Chronique d'une Idylle
Fanfiction DAI- Chroniques d’une idylle
Chapitre II : « Sous les chutes d’Argent »
Nos toiles de tente se tenaient comme des champignons sur la Chaussée de Briathos, secteur tranquille des Tombes Émeraudes où nous avions choisi de passer la nuit.

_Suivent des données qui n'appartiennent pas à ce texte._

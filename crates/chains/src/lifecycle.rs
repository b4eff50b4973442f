//! Chain lifecycle: the finalize step.
//!
//! Finalizing stamps a closed chain with a category label, moving it
//! from "closed" to "reviewed and filed". The label persists as an
//! override, so it survives every later recomputation.

use journal_core::{Chain, ChainStatus, Error, Result};

/// Stamp a closed chain with its category label.
///
/// Fails with a precondition error when the chain is still active or
/// the label is blank; the chain is left unchanged on failure.
pub fn finalize(chain: &mut Chain, category: impl Into<String>) -> Result<()> {
    let category = category.into();
    if category.trim().is_empty() {
        return Err(Error::precondition(format!(
            "cannot finalize chain {} with an empty category",
            chain.chain_id
        )));
    }
    if chain.status != ChainStatus::Closed {
        return Err(Error::precondition(format!(
            "cannot finalize chain {}: status is not CLOSED",
            chain.chain_id
        )));
    }
    chain.category = Some(category);
    Ok(())
}

#[cfg(test)]
mod tests {
    use super::*;
    use chrono::NaiveDate;
    use journal_core::TradeShape;

    fn make_chain(status: ChainStatus) -> Chain {
        Chain {
            chain_id: "main.240102_100000.XYZ".to_string(),
            account: "main".to_string(),
            root: "XYZ".to_string(),
            transaction_ids: vec!["t1".to_string(), "t2".to_string()],
            order_ids: vec![],
            min_date: NaiveDate::from_ymd_opt(2024, 1, 2).unwrap(),
            max_date: NaiveDate::from_ymd_opt(2024, 1, 5).unwrap(),
            status,
            trade_type: TradeShape::Single,
            category: None,
            comment: "XYZ Single".to_string(),
        }
    }

    #[test]
    fn test_finalize_closed_chain() {
        let mut chain = make_chain(ChainStatus::Closed);
        finalize(&mut chain, "Earnings").unwrap();
        assert_eq!(chain.category.as_deref(), Some("Earnings"));
    }

    #[test]
    fn test_finalize_active_chain_fails_unchanged() {
        let mut chain = make_chain(ChainStatus::Active);
        let err = finalize(&mut chain, "Earnings").unwrap_err();
        assert_eq!(err.kind(), "precondition");
        assert_eq!(chain.category, None);
        assert_eq!(chain.status, ChainStatus::Active);
    }

    #[test]
    fn test_finalize_blank_category_fails() {
        let mut chain = make_chain(ChainStatus::Closed);
        let err = finalize(&mut chain, "  ").unwrap_err();
        assert_eq!(err.kind(), "precondition");
        assert_eq!(chain.category, None);
    }

    #[test]
    fn test_finalize_relabel_overwrites() {
        let mut chain = make_chain(ChainStatus::Closed);
        finalize(&mut chain, "Earnings").unwrap();
        finalize(&mut chain, "Income").unwrap();
        assert_eq!(chain.category.as_deref(), Some("Income"));
    }
}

Des cohortes d’étoiles scintillantes s’étendaient au firmament, veillant sur les bois endormis et sur nos troupes qui l’étaient tout autant.
Je n’étais pas fâchée de voir cette journée se terminer enfin. Cette trop longue journée au cours de laquelle nous n’avions eu de cesse de scruter la forêt, cherchant le moindre signe des prétendus Hommes Libres de Dalatie.

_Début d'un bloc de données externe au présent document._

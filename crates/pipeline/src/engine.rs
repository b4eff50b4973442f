//! The end-to-end journal run.
//!
//! One call takes the importer's raw rows and the persisted snapshot and
//! produces the final chain set: normalize, classify, dedup, match,
//! link, pin ids, aggregate, verify, reconcile. The snapshot threads
//! through by reference and is never mutated; the updated snapshot is a
//! separate value built from the output.

use std::collections::{BTreeMap, HashMap, HashSet};

use journal_chains::{
    aggregate, apply_links, assign_chain_ids, match_chains, reconcile_chain, verify_chains,
    lifecycle, TransactionIndex,
};
use journal_core::{
    Chain, ChainRecord, ConfigSnapshot, Error, RawRecord, Result,
};
use journal_ingestion::{normalize, InstrumentClassifier};

use crate::report::RunReport;
use crate::summary::{summarize, ChainSummary};

/// Everything one journal run produces.
#[derive(Debug)]
pub struct RunOutput {
    /// Final chains after reconciliation, in chronological order.
    pub chains: Vec<Chain>,
    /// Transaction lookup for the batch.
    pub index: TransactionIndex,
    /// Accumulated row-level errors and warnings.
    pub report: RunReport,
    /// The input snapshot, carried for the save.
    snapshot: ConfigSnapshot,
}

/// Run the full pipeline over one batch of raw rows.
///
/// Row-level failures exclude their row and accumulate in the report;
/// only configuration errors, invariant violations and store failures
/// propagate as `Err`.
pub fn run(rows: &[RawRecord], snapshot: &ConfigSnapshot) -> Result<RunOutput> {
    let mut report = RunReport::default();

    // Normalize, accumulating rejected rows.
    let batch = normalize(rows);
    for rejected in batch.rejected {
        report.exclude_row(rejected.row, rejected.id, &rejected.error);
    }

    // Dedup ids while building the index: ids are the identity of
    // everything downstream, so a repeated id keeps its first occurrence
    // and excludes the rest.
    let mut index = TransactionIndex::new();
    let mut txns = Vec::with_capacity(batch.transactions.len());
    for txn in batch.transactions {
        if index.insert(&txn) {
            txns.push(txn);
        } else {
            let error = Error::validation(format!("duplicate transaction id {}", txn.id));
            report.exclude_txn(&txn.id, &error);
        }
    }

    // Classify; unmapped instruments drop out of matching.
    let mut classifier = InstrumentClassifier::new(&snapshot.futures_option_month_mapping)?;
    let (classified, failed) = classifier.classify_batch(txns);
    for (txn, error) in failed {
        report.exclude_txn(&txn.id, &error);
    }
    let mut expected_ids: Vec<String> =
        classified.iter().map(|ct| ct.txn.id.clone()).collect();

    // Match into chains, then apply the manual links.
    let outcome = match_chains(classified, snapshot);
    let ungrouped: HashSet<String> = outcome
        .ungroupable
        .iter()
        .map(|(ct, _)| ct.txn.id.clone())
        .collect();
    expected_ids.retain(|id| !ungrouped.contains(id));
    for (ct, error) in outcome.ungroupable {
        report.exclude_txn(&ct.txn.id, &error);
    }
    let (matched, warnings) = apply_links(outcome.chains, &snapshot.links);
    report.extend_warnings(warnings);

    // Pin chain ids from the persisted records, then aggregate.
    let records: Vec<&ChainRecord> = snapshot
        .chains
        .iter()
        .chain(snapshot.residual_chains.iter())
        .collect();
    let (ids, warnings) = assign_chain_ids(&matched, &records);
    report.extend_warnings(warnings);
    let mut chains: Vec<Chain> = matched
        .iter()
        .zip(ids)
        .map(|(chain, id)| aggregate(chain, id))
        .collect();

    // Verify before overrides can mask a defect.
    verify_chains(&chains, &index, &expected_ids)?;

    // Overlay the persisted overrides.
    let by_id: HashMap<&str, &ChainRecord> = records
        .iter()
        .map(|record| (record.chain_id.as_str(), *record))
        .collect();
    for chain in &mut chains {
        if let Some(record) = by_id.get(chain.chain_id.as_str()) {
            reconcile_chain(chain, record);
        }
    }

    tracing::info!(
        rows = rows.len(),
        chains = chains.len(),
        excluded = report.excluded.len(),
        warnings = report.warnings.len(),
        "journal run complete"
    );

    Ok(RunOutput {
        chains,
        index,
        report,
        snapshot: snapshot.clone(),
    })
}

impl RunOutput {
    /// Look up a chain by id.
    pub fn chain(&self, chain_id: &str) -> Option<&Chain> {
        self.chains.iter().find(|c| c.chain_id == chain_id)
    }

    /// Stamp a closed chain with a category label, in place.
    pub fn finalize(&mut self, chain_id: &str, category: &str) -> Result<()> {
        let chain = self
            .chains
            .iter_mut()
            .find(|c| c.chain_id == chain_id)
            .ok_or_else(|| Error::precondition(format!("no chain {chain_id} in this run")))?;
        lifecycle::finalize(chain, category)
    }

    /// Per-chain summaries keyed by chain id.
    pub fn summaries(&self) -> BTreeMap<String, ChainSummary> {
        self.chains
            .iter()
            .map(|chain| (chain.chain_id.clone(), summarize(chain, &self.index)))
            .collect()
    }

    /// Build the updated snapshot.
    ///
    /// Live records refresh in place and keep their relative order;
    /// records with no live chain this run move to `residual_chains`;
    /// resurrected residuals rejoin the live list; new chains append
    /// sorted by (min date, chain id). Accounts, the month mapping and
    /// the links pass through verbatim.
    pub fn to_snapshot(&self) -> ConfigSnapshot {
        let mut live: HashMap<&str, &Chain> = self
            .chains
            .iter()
            .map(|chain| (chain.chain_id.as_str(), chain))
            .collect();

        let mut out_chains = Vec::with_capacity(self.chains.len());
        let mut retired = Vec::new();
        for record in &self.snapshot.chains {
            match live.remove(record.chain_id.as_str()) {
                Some(chain) => out_chains.push(refresh_record(record, chain)),
                None => retired.push(record.clone()),
            }
        }

        let mut out_residuals = Vec::new();
        for record in &self.snapshot.residual_chains {
            match live.remove(record.chain_id.as_str()) {
                Some(chain) => out_chains.push(refresh_record(record, chain)),
                None => out_residuals.push(record.clone()),
            }
        }
        out_residuals.extend(retired);

        let mut fresh: Vec<&Chain> = live.into_values().collect();
        fresh.sort_by(|a, b| {
            (a.min_date, a.chain_id.as_str()).cmp(&(b.min_date, b.chain_id.as_str()))
        });
        out_chains.extend(fresh.into_iter().map(ChainRecord::from_chain));

        ConfigSnapshot {
            accounts: self.snapshot.accounts.clone(),
            futures_option_month_mapping: self.snapshot.futures_option_month_mapping.clone(),
            chains: out_chains,
            residual_chains: out_residuals,
            links: self.snapshot.links.clone(),
        }
    }
}

/// Refresh a persisted record from its live chain: structural facts come
/// from computation, the override fields pass through untouched. The
/// category writes back from the chain so a finalize in this run
/// persists.
fn refresh_record(record: &ChainRecord, chain: &Chain) -> ChainRecord {
    ChainRecord {
        chain_id: record.chain_id.clone(),
        transaction_ids: chain.transaction_ids.clone(),
        order_ids: chain.order_ids.clone(),
        min_date: Some(chain.min_date),
        max_date: Some(chain.max_date),
        status: record.status,
        trade_type: record.trade_type,
        category: chain.category.clone(),
        comment: record.comment.clone(),
    }
}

C’était donc harassée de fatigue que je laissais enfin ma tête reposer sur l’oreiller.
Je m’étirais dans mon lit de camp, grignotais toute la place possible, étendant mes membres en diagonale pour revenir ensuite en boule dans l’édredon.
Le cours d’eau au dehors s’était fait plus doux, le vent frôlait les branches et les feuilles, berceuse improvisée qui me plongeait peu à peu dans les langueurs du sommeil.
« Hou ! Hou ! »
Un hululement sinistre déchira l’obscurité de la nuit. Je bondis, arrachée des bras d’un demi-repos que j’avais eu tant de mal à atteindre et me retrouvais assise, les cheveux en désordre et le souffle court.

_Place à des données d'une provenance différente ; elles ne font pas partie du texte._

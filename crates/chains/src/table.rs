//! Transaction index and per-instrument position book.

use std::collections::{BTreeMap, HashMap};

use journal_core::Transaction;
use rust_decimal::Decimal;

/// Lookup over a batch's transactions by id.
#[derive(Debug, Default)]
pub struct TransactionIndex {
    by_id: HashMap<String, Transaction>,
}

impl TransactionIndex {
    /// Create an empty index.
    pub fn new() -> Self {
        Self::default()
    }

    /// Insert a transaction; returns false when the id is already taken.
    pub fn insert(&mut self, txn: &Transaction) -> bool {
        if self.by_id.contains_key(&txn.id) {
            return false;
        }
        self.by_id.insert(txn.id.clone(), txn.clone());
        true
    }

    /// Look up a transaction by id.
    pub fn get(&self, id: &str) -> Option<&Transaction> {
        self.by_id.get(id)
    }

    /// Number of indexed transactions.
    pub fn len(&self) -> usize {
        self.by_id.len()
    }

    /// True when nothing is indexed.
    pub fn is_empty(&self) -> bool {
        self.by_id.is_empty()
    }
}

/// Running per-instrument position for one chain.
///
/// Keys are canonical symbols; entries are removed as they return to
/// exactly zero, so a flat book is an empty book. Tracking instruments
/// separately is what keeps a long-call/short-put pair from looking
/// closed when the raw quantities happen to cancel.
#[derive(Debug, Clone, Default)]
pub struct PositionBook {
    positions: BTreeMap<String, Decimal>,
}

impl PositionBook {
    /// Create an empty book.
    pub fn new() -> Self {
        Self::default()
    }

    /// Apply a signed quantity to an instrument.
    pub fn apply(&mut self, symbol: &str, quantity: Decimal) {
        let net = {
            let entry = self
                .positions
                .entry(symbol.to_string())
                .or_insert(Decimal::ZERO);
            *entry += quantity;
            *entry
        };
        if net.is_zero() {
            self.positions.remove(symbol);
        }
    }

    /// True when every instrument nets to exactly zero.
    pub fn is_flat(&self) -> bool {
        self.positions.is_empty()
    }

    /// Number of instruments holding a position.
    pub fn open_instruments(&self) -> usize {
        self.positions.len()
    }

    /// Net position for one instrument.
    pub fn net(&self, symbol: &str) -> Decimal {
        self.positions.get(symbol).copied().unwrap_or(Decimal::ZERO)
    }
}

#[cfg(test)]
mod tests {
    use super::*;
    use chrono::NaiveDate;
    use journal_core::{Instrument, TxnEffect, TxnSide};
    use rust_decimal_macros::dec;

    fn make_txn(id: &str) -> Transaction {
        Transaction {
            id: id.to_string(),
            account: "x1234".to_string(),
            order_id: None,
            datetime: NaiveDate::from_ymd_opt(2024, 1, 2)
                .unwrap()
                .and_hms_opt(10, 30, 0)
                .unwrap(),
            instrument: Instrument::Equity {
                root: "XYZ".to_string(),
            },
            side: TxnSide::Buy,
            quantity: dec!(1),
            price: dec!(1),
            effect: TxnEffect::Open,
        }
    }

    #[test]
    fn test_book_zero_removal() {
        let mut book = PositionBook::new();
        book.apply("XYZ", dec!(2));
        assert!(!book.is_flat());
        assert_eq!(book.net("XYZ"), dec!(2));

        book.apply("XYZ", dec!(-2));
        assert!(book.is_flat());
        assert_eq!(book.net("XYZ"), dec!(0));
        assert_eq!(book.open_instruments(), 0);
    }

    #[test]
    fn test_book_tracks_instruments_separately() {
        // Raw quantities cancel but the book is not flat.
        let mut book = PositionBook::new();
        book.apply("XYZ_240119_C150", dec!(1));
        book.apply("XYZ_240119_P140", dec!(-1));
        assert!(!book.is_flat());
        assert_eq!(book.open_instruments(), 2);
    }

    #[test]
    fn test_book_partial_reduction() {
        let mut book = PositionBook::new();
        book.apply("XYZ", dec!(2));
        book.apply("XYZ", dec!(-1));
        assert!(!book.is_flat());
        assert_eq!(book.net("XYZ"), dec!(1));
    }

    #[test]
    fn test_index_rejects_duplicate_ids() {
        let mut index = TransactionIndex::new();
        assert!(index.insert(&make_txn("t1")));
        assert!(!index.insert(&make_txn("t1")));
        assert_eq!(index.len(), 1);
        assert!(index.get("t1").is_some());
        assert!(index.get("t2").is_none());
    }
}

« Sans doute une chouette. », Pensais-je pour me rassurer.
Les yeux à demi-clos, je me levais en un brusque sursaut et risquais un pied au dehors pour m’assurer de la véracité de mes suppositions.
Mon regard parcouru l’immensité des bois : une demi-douzaine de lucioles voletait, tournoyait à travers les buissons, et projetait une lueur fatiguée.
J’esquissais quelques pas, m’enfonçant peu à peu dans l’obscurité et me maudissait intérieurement de n’avoir pris de torche pour éclairer mon chemin.
A tâtons, je parvins à rejoindre le billot qui m’avait servi de siège durant le souper. Puis me saisissant d’un bâton, long et fin comme la baguette d’un sorcelien, je brassais les braises encore tièdes du feu de camp.
« Peut-être pourrais-je le faire repartir ? », Me dis-je.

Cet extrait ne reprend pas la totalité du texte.